The Company continues to manage its businesses to maximize operating cash flows as the primary source of liquidity. In addition to our available cash and operating cash flows, additional sources of liquidity include committed credit lines, short-term debt from the commercial paper market, long-term borrowings, as well as access to the public debt and equity markets. We continue to balance our cash and financing uses through investment in our existing core businesses, debt reduction, acquisition activity, share repurchases and dividends.
 
We continuously assess the relative strength of each business in our portfolio as to strategic fit, market position, profit and cash flow contribution in order to upgrade our combined portfolio and identify business units that will most benefit from increased investment. We identify acquisition candidates that will further our strategic plan and strengthen our existing core businesses. We also identify business units that do not fit into our long-term strategic plan based on their market position, relative profitability or growth potential.

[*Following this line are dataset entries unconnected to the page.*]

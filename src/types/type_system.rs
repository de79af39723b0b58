//! Type System for MiniCS
//!
//! Every type is a single integer tag. Primitives have reserved tags, an
//! N-dimensional sequence of a base type is `base + N * LIST_BASE`, and user
//! classes get tags handed out by a per-compilation `TypeRegistry`.

use serde::{Deserialize, Serialize};
use std::collections::HashMap;
use std::fmt;

/// Distance between two dimension levels of the same base type
pub const LIST_BASE: i32 = 1000;

/// First tag handed out to a user class; classes live in `CLASS_BASE..LIST_BASE`
pub const CLASS_BASE: i32 = 100;

/// Integer type identity
#[derive(Debug, Clone, Copy, PartialEq, Eq, Hash, PartialOrd, Ord, Serialize, Deserialize)]
pub struct TypeTag(pub i32);

impl TypeTag {
    pub const VOID: Self = Self(-1);
    pub const UNKNOWN: Self = Self(0);
    pub const INT: Self = Self(1);
    pub const CHAR: Self = Self(2);
    pub const BOOL: Self = Self(3);
    pub const FLOAT: Self = Self(4);
    pub const STRING: Self = Self(5);
    pub const DOUBLE: Self = Self(6);

    pub fn is_unknown(self) -> bool {
        self == Self::UNKNOWN
    }

    pub fn is_numeric(self) -> bool {
        matches!(self, Self::INT | Self::FLOAT | Self::DOUBLE)
    }

    pub fn is_primitive(self) -> bool {
        (Self::INT.0..=Self::DOUBLE.0).contains(&self.0)
    }

    /// Array/list of any base, any dimension
    pub fn is_list(self) -> bool {
        self.0 >= LIST_BASE
    }

    /// Number of `[]` levels
    pub fn dimensions(self) -> i32 {
        if self.0 < 0 {
            0
        } else {
            self.0 / LIST_BASE
        }
    }

    /// Tag with every dimension stripped
    pub fn base(self) -> Self {
        if self.0 < 0 {
            self
        } else {
            Self(self.0 % LIST_BASE)
        }
    }

    /// Drop one dimension level
    pub fn element(self) -> Self {
        if self.is_list() {
            Self(self.0 - LIST_BASE)
        } else {
            Self::UNKNOWN
        }
    }

    /// Add one dimension level
    pub fn list_of(self) -> Self {
        if self.0 <= 0 {
            return Self::UNKNOWN;
        }
        self.0
            .checked_add(LIST_BASE)
            .map(Self)
            .unwrap_or(Self::UNKNOWN)
    }

    /// Numeric promotion for `+ - * / %`
    ///
    /// double wins over float, float wins over int, and int only pairs with int.
    pub fn promote(a: Self, b: Self) -> Option<Self> {
        if !a.is_numeric() || !b.is_numeric() {
            return None;
        }
        if a == Self::DOUBLE || b == Self::DOUBLE {
            Some(Self::DOUBLE)
        } else if a == Self::FLOAT || b == Self::FLOAT {
            Some(Self::FLOAT)
        } else {
            Some(Self::INT)
        }
    }
}

impl fmt::Display for TypeTag {
    fn fmt(&self, f: &mut fmt::Formatter<'_>) -> fmt::Result {
        write!(f, "#{}", self.0)
    }
}

/// Something that knows which identifiers name declared classes
pub trait ClassResolver {
    fn resolve_class(&self, name: &str) -> Option<TypeTag>;
}

/// Per-compilation registry of class tags
#[derive(Debug, Clone)]
pub struct TypeRegistry {
    class_tags: HashMap<String, TypeTag>,
    class_names: HashMap<TypeTag, String>,
    next_class: i32,
}

impl TypeRegistry {
    pub fn new() -> Self {
        Self {
            class_tags: HashMap::new(),
            class_names: HashMap::new(),
            next_class: CLASS_BASE,
        }
    }

    /// Tag for a primitive keyword, or the class the resolver knows by that name
    pub fn from_name(&self, name: &str, classes: &dyn ClassResolver) -> TypeTag {
        match name {
            "int" => TypeTag::INT,
            "char" => TypeTag::CHAR,
            "bool" => TypeTag::BOOL,
            "float" => TypeTag::FLOAT,
            "string" => TypeTag::STRING,
            "double" => TypeTag::DOUBLE,
            "void" => TypeTag::VOID,
            _ => classes.resolve_class(name).unwrap_or(TypeTag::UNKNOWN),
        }
    }

    /// Tag for a type written with trailing `[]` pairs, e.g. `int[][]`
    pub fn from_bracketed_name(&self, text: &str, classes: &dyn ClassResolver) -> TypeTag {
        let (base_name, dims) = split_brackets(text);
        let base = self.from_name(base_name, classes);
        if dims == 0 {
            return base;
        }
        if base.0 <= 0 {
            return TypeTag::UNKNOWN;
        }
        dims.checked_mul(LIST_BASE)
            .and_then(|offset| base.0.checked_add(offset))
            .map(TypeTag)
            .unwrap_or(TypeTag::UNKNOWN)
    }

    /// Allocate (or return the existing) tag for a class name
    pub fn register_class(&mut self, name: &str) -> TypeTag {
        if let Some(&tag) = self.class_tags.get(name) {
            return tag;
        }
        if self.next_class >= LIST_BASE {
            log::warn!("class tag space exhausted, '{}' left unregistered", name);
            return TypeTag::UNKNOWN;
        }
        let tag = TypeTag(self.next_class);
        self.next_class += 1;
        self.class_tags.insert(name.to_string(), tag);
        self.class_names.insert(tag, name.to_string());
        log::trace!("registered class '{}' as {}", name, tag);
        tag
    }

    /// Is this exact tag (no dimensions) a registered class
    pub fn is_custom_class(&self, tag: TypeTag) -> bool {
        self.class_names.contains_key(&tag)
    }

    pub fn class_name(&self, tag: TypeTag) -> Option<&str> {
        self.class_names.get(&tag).map(String::as_str)
    }

    /// Reference-like types accept `null`
    pub fn is_reference(&self, tag: TypeTag) -> bool {
        tag == TypeTag::STRING || tag.is_list() || self.is_custom_class(tag)
    }

    /// Render a tag for diagnostics
    pub fn pretty_print(&self, tag: TypeTag) -> String {
        if tag.is_list() {
            let mut name = self.pretty_print(tag.base());
            for _ in 0..tag.dimensions() {
                name.push_str("[]");
            }
            return name;
        }
        if let Some(name) = self.class_name(tag) {
            return name.to_string();
        }
        match tag {
            TypeTag::VOID => "void",
            TypeTag::INT => "int",
            TypeTag::CHAR => "char",
            TypeTag::BOOL => "bool",
            TypeTag::FLOAT => "float",
            TypeTag::STRING => "string",
            TypeTag::DOUBLE => "double",
            _ => "unknown",
        }
        .to_string()
    }
}

impl Default for TypeRegistry {
    fn default() -> Self {
        Self::new()
    }
}

impl ClassResolver for TypeRegistry {
    fn resolve_class(&self, name: &str) -> Option<TypeTag> {
        self.class_tags.get(name).copied()
    }
}

/// `"int[][]"` -> `("int", 2)`
pub fn split_brackets(text: &str) -> (&str, i32) {
    let mut name = text.trim();
    let mut dims = 0;
    while let Some(stripped) = name.strip_suffix("[]") {
        name = stripped.trim_end();
        dims += 1;
    }
    (name, dims)
}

These businesses are considered for potential divestiture, restructuring or other repositioning actions subject to regulatory constraints.
 
In the six months ended June 30, 2019, the Company repurchased $2,650 million of outstanding shares. In April 2019, the Board of Directors authorized the repurchase of up to a total of $10 billion of Honeywell common stock, which included amounts remaining under, and replaced, the previously approved share repurchase program. $8.7 billion remained available as of June 30, 2019 for additional share repurchases. Honeywell presently expects to repurchase outstanding shares from time to time to offset the dilutive impact over the long-term of employee stock-based compensation plans, including future option exercises, restricted unit vesting and matching contributions under our savings plans. Additionally, we will seek to reduce share count via share repurchases as and when attractive

39





opportunities arise. The amount and timing of future repurchases may vary depending on market conditions and the level of operating, financing and other investing activities.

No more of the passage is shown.